The official, Fadel el-Dani, 38, the deputy director of the PLO’s office in Paris, was murdered Friday morning outside his home. He died when the car he was in was demolished by an explosive device.

Police still do not know for certain whether an incendiary device was tossed into his car through an open window or whether a bomb was electronically triggered off as el-Dani was about to drive to his office. The Gaza-born PLO official was the seventh Palestinian official mysteriously killed in Paris during the last 10 years.

Police are following the possibility that an incendiary bomb was thrown into el-Dani’s car and have descriptions of four men who allegedly took part in the attack.

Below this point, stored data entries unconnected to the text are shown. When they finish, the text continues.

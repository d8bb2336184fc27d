//! Peer endpoint — one process in the cluster.
//!
//! A peer binds its store listener first (its bound address is its
//! identity), registers with the rendezvous server over a persistent
//! control connection, and then serves two kinds of traffic:
//!
//!   control: Directory pushes replace the whole membership view;
//!            Kill trips local shutdown.
//!   store:   Put / Get / WaitGet requests from other peers, one
//!            request-reply pair at a time per connection.

use std::sync::atomic::{AtomicBool, Ordering};
use std::sync::Arc;

use tokio::net::{tcp::OwnedReadHalf, tcp::OwnedWriteHalf, TcpListener, TcpStream};
use tokio::sync::{broadcast, mpsc, watch};

use strata_core::config::StrataConfig;
use strata_core::error::{Error, Result};
use strata_core::message::{Message, Payload};

use crate::directory::{self, Directory};
use crate::frame;
use crate::kvstore::{KvStore, StoreSettings};

/// A running peer node.
pub struct PeerNode {
    store: KvStore,
    control_tx: mpsc::UnboundedSender<Message>,
    rendezvous_addr: String,
    shutdown: ShutdownFlag,
}

impl PeerNode {
    /// Bind, register, and start serving.
    pub async fn start(config: &StrataConfig) -> Result<Self> {
        let settings = StoreSettings::from_config(config);
        let index = config.node.node_index;

        let listener = TcpListener::bind(&config.node.bind_addr).await?;
        let local_addr = listener.local_addr()?.to_string();

        let (dir_tx, view) = directory::channel(index);
        let store = KvStore::new(local_addr.clone(), view, settings);
        let shutdown = ShutdownFlag::new();

        // Control connection to the rendezvous server, with retry: the
        // server may come up after its peers.
        let rendezvous_addr = config.cluster.rendezvous_addr.clone();
        let control = frame::connect_with_retries(
            &rendezvous_addr,
            config.cluster.connect_retries,
            config.cluster.retry_backoff(),
        )
        .await?;
        let (control_reader, control_writer) = control.into_split();
        let (control_tx, control_rx) = mpsc::unbounded_channel::<Message>();
        tokio::spawn(run_control_writer(
            control_writer,
            control_rx,
            rendezvous_addr.clone(),
        ));

        let register = Message::new(
            local_addr.clone(),
            rendezvous_addr.clone(),
            Payload::Register { node_index: index },
        );
        control_tx
            .send(register)
            .map_err(|_| Error::connection_lost(&rendezvous_addr))?;
        tracing::info!(node = index, addr = %local_addr, rendezvous = %rendezvous_addr, "peer registered");

        tokio::spawn(run_control_reader(
            control_reader,
            rendezvous_addr.clone(),
            dir_tx,
            shutdown.clone(),
        ));
        tokio::spawn(accept_loop(listener, store.clone(), shutdown.clone()));

        Ok(Self { store, control_tx, rendezvous_addr, shutdown })
    }

    pub fn store(&self) -> &KvStore {
        &self.store
    }

    pub fn node_index(&self) -> u32 {
        self.store.node_index()
    }

    pub fn local_addr(&self) -> &str {
        self.store.local_addr()
    }

    /// Report this node's work as finished (the completion barrier).
    pub fn complete(&self) -> Result<()> {
        let msg = Message::new(
            self.local_addr().to_string(),
            self.rendezvous_addr.clone(),
            Payload::Complete,
        );
        self.control_tx
            .send(msg)
            .map_err(|_| Error::connection_lost(&self.rendezvous_addr))
    }

    /// Trip local shutdown: the accept loop and connection tasks stop on
    /// their next iteration and the sockets close with them.
    pub fn shutdown(&self) {
        self.shutdown.trip();
    }

    pub fn is_shutdown(&self) -> bool {
        self.shutdown.is_tripped()
    }

    /// Suspend until this node shuts down (local call or Kill from the
    /// rendezvous server).
    pub async fn wait_shutdown(&self) {
        self.shutdown.wait().await;
    }
}

impl Drop for PeerNode {
    /// The listener and connection tasks all watch the shutdown flag;
    /// tripping it here keeps them from outliving the handle.
    fn drop(&mut self) {
        self.shutdown.trip();
    }
}

// ── Shutdown signal ──────────────────────────────────────────────────────────

/// Broadcast shutdown with a level flag, so a late subscriber cannot
/// miss a trip that already happened.
#[derive(Clone)]
struct ShutdownFlag {
    tripped: Arc<AtomicBool>,
    tx: broadcast::Sender<()>,
}

impl ShutdownFlag {
    fn new() -> Self {
        let (tx, _) = broadcast::channel(4);
        Self { tripped: Arc::new(AtomicBool::new(false)), tx }
    }

    fn trip(&self) {
        self.tripped.store(true, Ordering::SeqCst);
        let _ = self.tx.send(());
    }

    fn is_tripped(&self) -> bool {
        self.tripped.load(Ordering::SeqCst)
    }

    async fn wait(&self) {
        let mut rx = self.tx.subscribe();
        if self.is_tripped() {
            return;
        }
        let _ = rx.recv().await;
    }
}

// ── Control connection tasks ─────────────────────────────────────────────────

async fn run_control_writer(
    mut writer: OwnedWriteHalf,
    mut outbox: mpsc::UnboundedReceiver<Message>,
    rendezvous: String,
) {
    while let Some(msg) = outbox.recv().await {
        if let Err(e) = frame::write_message(&mut writer, &msg).await {
            tracing::warn!(rendezvous = %rendezvous, error = %e, "control write failed");
            return;
        }
    }
}

async fn run_control_reader(
    mut reader: OwnedReadHalf,
    rendezvous: String,
    dir_tx: watch::Sender<Directory>,
    shutdown: ShutdownFlag,
) {
    loop {
        let msg = match frame::read_message(&mut reader, &rendezvous).await {
            Ok(Some(msg)) => msg,
            Ok(None) => {
                tracing::warn!(rendezvous = %rendezvous, "rendezvous connection closed");
                return;
            }
            Err(e) => {
                tracing::warn!(rendezvous = %rendezvous, error = %e, "control read failed");
                return;
            }
        };

        match msg.payload {
            Payload::Directory { addresses, node_indexes } => {
                tracing::info!(nodes = addresses.len(), "directory replaced");
                let _ = dir_tx.send(Directory { addresses, node_indexes });
            }
            Payload::Kill => {
                tracing::info!("kill received, shutting down");
                shutdown.trip();
                return;
            }
            Payload::Ack => {}
            other => {
                tracing::warn!(
                    kind = ?other.kind(),
                    "message not accepted on the control connection"
                );
            }
        }
    }
}

// ── Store listener ───────────────────────────────────────────────────────────

async fn accept_loop(listener: TcpListener, store: KvStore, shutdown: ShutdownFlag) {
    loop {
        tokio::select! {
            // Level-checked wait: a trip from before this task ran (or
            // between iterations) still terminates the loop.
            _ = shutdown.wait() => {
                tracing::info!(node = store.node_index(), "store listener stopped");
                return;
            }

            result = listener.accept() => {
                let (stream, peer) = match result {
                    Ok(pair) => pair,
                    Err(e) => {
                        tracing::warn!(error = %e, "accept failed");
                        continue;
                    }
                };
                tokio::spawn(handle_store_conn(
                    store.clone(),
                    stream,
                    peer.to_string(),
                    shutdown.clone(),
                ));
            }
        }
    }
}

/// Serve store requests on one inbound connection until the peer hangs
/// up or the node shuts down.
///
/// A held WaitGet dies with the connection: while the wait is parked it
/// races against shutdown and against the requester closing its end, so
/// abandonment is immediate rather than lasting out the hold deadline.
async fn handle_store_conn(
    store: KvStore,
    stream: TcpStream,
    peer: String,
    shutdown: ShutdownFlag,
) {
    let (mut reader, mut writer) = stream.into_split();
    loop {
        let msg = tokio::select! {
            _ = shutdown.wait() => return,

            read = frame::read_message(&mut reader, &peer) => match read {
                Ok(Some(msg)) => msg,
                Ok(None) => return,
                Err(e) => {
                    tracing::warn!(peer = %peer, error = %e, "store read failed");
                    return;
                }
            },
        };

        let requester = msg.sender;
        let reply = match msg.payload {
            Payload::Put { key_name, blob } => {
                tracing::debug!(peer = %peer, key_name, bytes = blob.len(), "remote put");
                store.deliver_local(&key_name, blob).await;
                Payload::Ack
            }

            Payload::Get { key_name } => match store.get_local(&key_name) {
                Some(blob) => Payload::Value { blob },
                // Miss: a bare Ack; the requester reports KeyNotFound.
                None => {
                    tracing::debug!(peer = %peer, key_name, "get miss");
                    Payload::Ack
                }
            },

            Payload::WaitGet { key_name } => {
                let held = tokio::select! {
                    result = store.wait_local(&key_name) => result,

                    _ = shutdown.wait() => {
                        tracing::debug!(peer = %peer, key_name, "held wait dropped at shutdown");
                        return;
                    }

                    // The requester hanging up abandons the held wait.
                    // Nothing legitimate arrives on this connection while
                    // a reply is owed.
                    read = frame::read_message(&mut reader, &peer) => {
                        if let Ok(Some(unexpected)) = read {
                            tracing::warn!(
                                peer = %peer,
                                kind = ?unexpected.kind(),
                                "message received while a wait was held"
                            );
                        }
                        return;
                    }
                };
                match held {
                    Ok(blob) => Payload::Value { blob },
                    // Held past the hold deadline: answer Ack and move on.
                    Err(Error::Timeout { .. }) => {
                        tracing::debug!(peer = %peer, key_name, "held wait abandoned");
                        Payload::Ack
                    }
                    Err(e) => {
                        tracing::warn!(peer = %peer, key_name, error = %e, "held wait failed");
                        return;
                    }
                }
            }

            other => {
                tracing::warn!(
                    peer = %peer,
                    kind = ?other.kind(),
                    "message not accepted at the store role"
                );
                return;
            }
        };

        let reply = Message::new(store.local_addr().to_string(), requester, reply);
        if let Err(e) = frame::write_message(&mut writer, &reply).await {
            tracing::debug!(peer = %peer, error = %e, "reply write failed");
            return;
        }
    }
}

Privately, however, police officials admit that this scenario seems highly unlikely and that el-Dani was probably the victim of a remote control device similar to that used in the killings of several of his predecessors.

Ibrahim Suss, the PLO’s Paris director, said after the killing, “I formally accuse Israel.” He said the technique used in killing el-Dani “was similar” to that used to kill the PLO deputy director in Rome last month. In that attack, Kamel Hussein, 42, was killed by a bomb planted under his car seat.

ISRAEL DENIES RESPONSIBILITY

Ambassador Meir Rosenne of Israel emphatically denied any Israeli participation in the killing and said the murder probably was part of the inter-Arab feuding and pointed to the dissident Palestinian terrorist group headed by Abu Nidal as being the probable killers.

Rosenne also denied any Israeli approval for a statement issued by the Jewish Defense League implying that it was responsible for the murder. The JDL statement was sent to several French newspapers and news agencies. Rosenne said “Israel has nothing to do with this and disapproves of any violence from wherever it may come.”

Foreign Minister Claude Cheysson cabled Farouk Kaddumi, the head of the PLO’s political department, who only a week earlier met with President Francois Mitterrand, to express his own and France’s condolences. Both Cheysson and Interior Minister Gaston Deferre promised that France will do all it can to track down the killers and “punish them whatever their nationality or status.”